The next two dishes were our entrée portions, sizably different in respect to the tapas. I got the Pollo de Madrid, a split half chicken served with duck rice and brussels sprouts. This was a big dish and since I was starting to burst at the seams and dessert just was in sight, I thought it best to take a few bites for memory and pack it up. For chicken this was really good so I ate it for dinner the next night. My wife ordered the Risotto de Orzo with cauliflower, almonds, giardiniere and black truffle; she loved it and actually said it was her favorite plate on the menu. It worked out perfectly because I do not care for risotto anyway!

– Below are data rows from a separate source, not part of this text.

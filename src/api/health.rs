//! Health check endpoints for Kubernetes probes

use std::time::Instant;

use axum::{extract::State, http::StatusCode, response::IntoResponse, Json};
use serde::Serialize;

use super::state::AppState;

#[derive(Serialize)]
pub struct HealthResponse {
    pub status: HealthStatus,
    pub version: String,
    #[serde(skip_serializing_if = "Option::is_none")]
    pub checks: Option<Vec<HealthCheck>>,
    #[serde(skip_serializing_if = "Option::is_none")]
    pub latency_ms: Option<u64>,
}

#[derive(Serialize, Clone, Copy, PartialEq, Eq)]
#[serde(rename_all = "lowercase")]
pub enum HealthStatus {
    Healthy,
    Unhealthy,
}

#[derive(Serialize)]
pub struct HealthCheck {
    pub name: String,
    pub status: HealthStatus,
    #[serde(skip_serializing_if = "Option::is_none")]
    pub message: Option<String>,
    #[serde(skip_serializing_if = "Option::is_none")]
    pub latency_ms: Option<u64>,
}

/// Returns 200 while the process is serving
pub async fn health_check() -> impl IntoResponse {
    let response = HealthResponse {
        status: HealthStatus::Healthy,
        version: env!("CARGO_PKG_VERSION").to_string(),
        checks: None,
        latency_ms: None,
    };

    (StatusCode::OK, Json(response))
}

/// Readiness check against the shared store
///
/// The rate limiter fails closed without the store, so the gateway is not
/// ready to take traffic when the ping fails.
pub async fn ready_check(State(state): State<AppState>) -> impl IntoResponse {
    let start = Instant::now();
    let store_check = check_store(&state).await;
    let overall_status = store_check.status;

    let response = HealthResponse {
        status: overall_status,
        version: env!("CARGO_PKG_VERSION").to_string(),
        checks: Some(vec![store_check]),
        latency_ms: Some(start.elapsed().as_millis() as u64),
    };

    let status_code = match overall_status {
        HealthStatus::Healthy => StatusCode::OK,
        HealthStatus::Unhealthy => StatusCode::SERVICE_UNAVAILABLE,
    };

    (status_code, Json(response))
}

/// Liveness check
pub async fn live_check() -> impl IntoResponse {
    StatusCode::OK
}

async fn check_store(state: &AppState) -> HealthCheck {
    let start = Instant::now();

    match state.store.ping().await {
        Ok(()) => HealthCheck {
            name: "store".to_string(),
            status: HealthStatus::Healthy,
            message: None,
            latency_ms: Some(start.elapsed().as_millis() as u64),
        },
        Err(e) => HealthCheck {
            name: "store".to_string(),
            status: HealthStatus::Unhealthy,
            message: Some(e.to_string()),
            latency_ms: Some(start.elapsed().as_millis() as u64),
        },
    }
}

Finally we dug into two deserts, two because I’m not writing a review on a restaurant and only eating one. First was the churros, brûléed with cayenne cinnamon sugar, lemon caramel and smoked chocolate sauce. These are a staple and they are done REALLY well. Second was the almond cake with blackberry compote, madeira syrup and vanilla bean whip cream. This was also excellent and was a perfect last taste of the evening. Porrón usually has 4 desserts at any given time that also change seasonally.
Porrón is a great addition to Hartford’s downtown for various reasons, but here are two. First, It is housed inside a luxury hotel and event space with it’s sister donut shop. Secondly, they brought something into downtown that was new and fun, two words that have not been mentioned in the same sentence as “Hartford Downtown” since the Whalers.